- O Morumbi nasceu como projeto grandioso do São Paulo, buscando uma casa própria que acompanhasse a ambição do clube no cenário nacional e internacional.
- A escolha do terreno foi no Jardim Leonor, Morumbi, adquirido em 4 de agosto de 1952, após tentativas frustradas em outra região central próxima ao Parque do Ibirapuera.
- As obras começaram em 1953, com terraplanagem e a canalização do córrego Antonico, custos sustentados pelo clube.
- O financiamento envolveu empréstimos públicos e a venda do Estádio do Canindé em 1956; parte da receita do futebol foi dedicada à construção.
- A inauguração parcial ocorreu em 2 de outubro de 1960, com o Morumbi tombado como patrimônio histórico em 2018; o estádio passou a simbolizar a transformação urbana e esportiva do São Paulo.
Desde o início, o Morumbi foi pensado como mais que um estádio funcional: uma arena monumental que refletisse a ambição do São Paulo FC de atuar como protagonista no cenário nacional e internacional. A construção, porém, exigiu paciência e decisões ousadas.
O clube partiu de bases distintas para acolher um projeto grandioso. A ideia inicial era erguer o estádio próximo ao Parque do Ibirapuera, mas entraves políticos impediram a cessão de terreno. A alternativa foi um terreno periférico no Jardim Leonor, Morumbi, adquirido em 1952.
A escolha do local mostrou visão de longo prazo. Em 4 de agosto de 1952, o São Paulo comprou uma grande gleba. O terreno ficaria distante, de acesso difícil, mas permitiria um empreendimento grandioso.

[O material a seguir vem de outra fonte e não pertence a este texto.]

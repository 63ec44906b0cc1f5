//! Shared test utilities and fixture generators

#![allow(dead_code)]

use std::io::Write;
use std::path::PathBuf;

use tempfile::TempDir;

/// Header of the fixture export. `description` is an extra column the
/// pipeline must ignore.
pub const HEADER: [&str; 20] = [
    "id",
    "description",
    "last_scraped",
    "host_since",
    "host_response_time",
    "host_response_rate",
    "host_is_superhost",
    "host_listings_count",
    "neighbourhood_cleansed",
    "property_type",
    "room_type",
    "accommodates",
    "bathrooms_text",
    "bedrooms",
    "beds",
    "amenities",
    "price",
    "minimum_nights",
    "maximum_nights",
    "review_scores_rating",
];

/// One export row, cells in raw string form
#[derive(Debug, Clone)]
pub struct ListingRow {
    pub id: &'static str,
    pub description: &'static str,
    pub last_scraped: &'static str,
    pub host_since: &'static str,
    pub host_response_time: &'static str,
    pub host_response_rate: &'static str,
    pub host_is_superhost: &'static str,
    pub host_listings_count: &'static str,
    pub neighbourhood_cleansed: &'static str,
    pub property_type: &'static str,
    pub room_type: &'static str,
    pub accommodates: &'static str,
    pub bathrooms_text: &'static str,
    pub bedrooms: &'static str,
    pub beds: &'static str,
    pub amenities: &'static str,
    pub price: &'static str,
    pub minimum_nights: &'static str,
    pub maximum_nights: &'static str,
    pub review_scores_rating: &'static str,
}

impl Default for ListingRow {
    fn default() -> Self {
        Self {
            id: "1",
            description: "Cozy bungalow, close to downtown",
            last_scraped: "2021-10-23",
            host_since: "2016-05-01",
            host_response_time: "within an hour",
            host_response_rate: "100%",
            host_is_superhost: "t",
            host_listings_count: "1",
            neighbourhood_cleansed: "28804",
            property_type: "Entire home",
            room_type: "Entire home/apt",
            accommodates: "4",
            bathrooms_text: "1 bath",
            bedrooms: "2",
            beds: "2",
            amenities: r#"["Wifi", "Kitchen", "Heating", "Coffee maker"]"#,
            price: "$120.00",
            minimum_nights: "2",
            maximum_nights: "30",
            review_scores_rating: "4.85",
        }
    }
}

impl ListingRow {
    pub fn cells(&self) -> [&'static str; 20] {
        [
            self.id,
            self.description,
            self.last_scraped,
            self.host_since,
            self.host_response_time,
            self.host_response_rate,
            self.host_is_superhost,
            self.host_listings_count,
            self.neighbourhood_cleansed,
            self.property_type,
            self.room_type,
            self.accommodates,
            self.bathrooms_text,
            self.bedrooms,
            self.beds,
            self.amenities,
            self.price,
            self.minimum_nights,
            self.maximum_nights,
            self.review_scores_rating,
        ]
    }
}

/// Quote every field, doubling embedded quotes.
pub fn csv_line(cells: &[&str]) -> String {
    cells
        .iter()
        .map(|c| format!("\"{}\"", c.replace('"', "\"\"")))
        .collect::<Vec<_>>()
        .join(",")
}

/// Write a header and rows to a CSV file inside a fresh temporary directory.
pub fn write_csv(header: &[&str], rows: &[Vec<&str>]) -> (TempDir, PathBuf) {
    let temp_dir = TempDir::new().unwrap();
    let csv_path = temp_dir.path().join("listings.csv");

    let mut file = std::fs::File::create(&csv_path).unwrap();
    writeln!(file, "{}", csv_line(header)).unwrap();
    for row in rows {
        writeln!(file, "{}", csv_line(row)).unwrap();
    }
    drop(file);

    (temp_dir, csv_path)
}

pub fn write_listings_csv(rows: &[ListingRow]) -> (TempDir, PathBuf) {
    let cells: Vec<Vec<&str>> = rows.iter().map(|r| r.cells().to_vec()).collect();
    write_csv(&HEADER, &cells)
}

/// Six listings covering every edge case of the derived fields.
///
/// Ratings present: 4.9, 4.5, 4.7, 4.6, 4.8 -> median 4.7.
pub fn asheville_fixture() -> Vec<ListingRow> {
    vec![
        ListingRow {
            id: "1",
            neighbourhood_cleansed: "28801",
            price: "$150.00",
            bathrooms_text: "Half-bath",
            amenities: "Wifi,Kitchen,Heating",
            review_scores_rating: "NA",
            ..Default::default()
        },
        ListingRow {
            id: "2",
            host_since: "2022-01-01",
            last_scraped: "2021-10-23",
            host_response_rate: "87%",
            host_is_superhost: "f",
            neighbourhood_cleansed: "28806",
            price: "$1,200.00",
            bathrooms_text: "1.5 shared baths",
            review_scores_rating: "4.9",
            ..Default::default()
        },
        ListingRow {
            id: "3",
            host_response_time: "N/A",
            host_response_rate: "N/A",
            room_type: "Private room",
            accommodates: "2",
            bedrooms: "",
            beds: "1",
            price: "$65.00",
            review_scores_rating: "4.5",
            ..Default::default()
        },
        ListingRow {
            id: "4",
            host_response_rate: "0%",
            host_listings_count: "42",
            accommodates: "8",
            bathrooms_text: "3 baths",
            bedrooms: "4",
            beds: "5",
            price: "$420.00",
            review_scores_rating: "4.7",
            ..Default::default()
        },
        ListingRow {
            id: "5",
            neighbourhood_cleansed: "28801",
            price: "$95.00",
            amenities: "Wifi",
            review_scores_rating: "4.6",
            ..Default::default()
        },
        ListingRow {
            id: "6",
            host_is_superhost: "",
            price: "call for rates",
            review_scores_rating: "4.8",
            ..Default::default()
        },
    ]
}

Do sonho à escolha do terreno
Poucos dias depois da aquisição, o clube lançou a pedra fundamental, em 15 de agosto de 1952, simbolizando um projeto irreversível. Mesmo com recursos incertos, o ato mobilizou torcedores, sócios e autoridades em torno da obra.
As obras começaram em 1953, com terraplanagem e a canalização do córrego Antonico, custeadas pelo clube. A infraestrutura inicial elevou os custos e mostrou que o Morumbi seria um projeto de longo prazo.
A construção demandou persistência financeira. Em 1956, o estádio foi financiado com empréstimos públicos e a venda do Estádio do Canindé, para aquisição de materiais. O clube canalizou grande parte da receita do futebol para o Morumbi.
Financiamento, sacrifícios e anos sem títulos
Para levantar recursos, campanhas populares, cadeiras cativas, rifas e eventos envolvendo ídolos foram utilizados. O estádio passou a representar patrimônio coletivo, erguido com esforço de milhares de tricolores.
O projeto Arquitetônico ficou a cargo de João Batista Vilanova Artigas, com uma equipe. Entre 1954 e 1957, foram erguidas fundações profundas e os famosos “vãos de gigantes” deram imponência ao Morumbi.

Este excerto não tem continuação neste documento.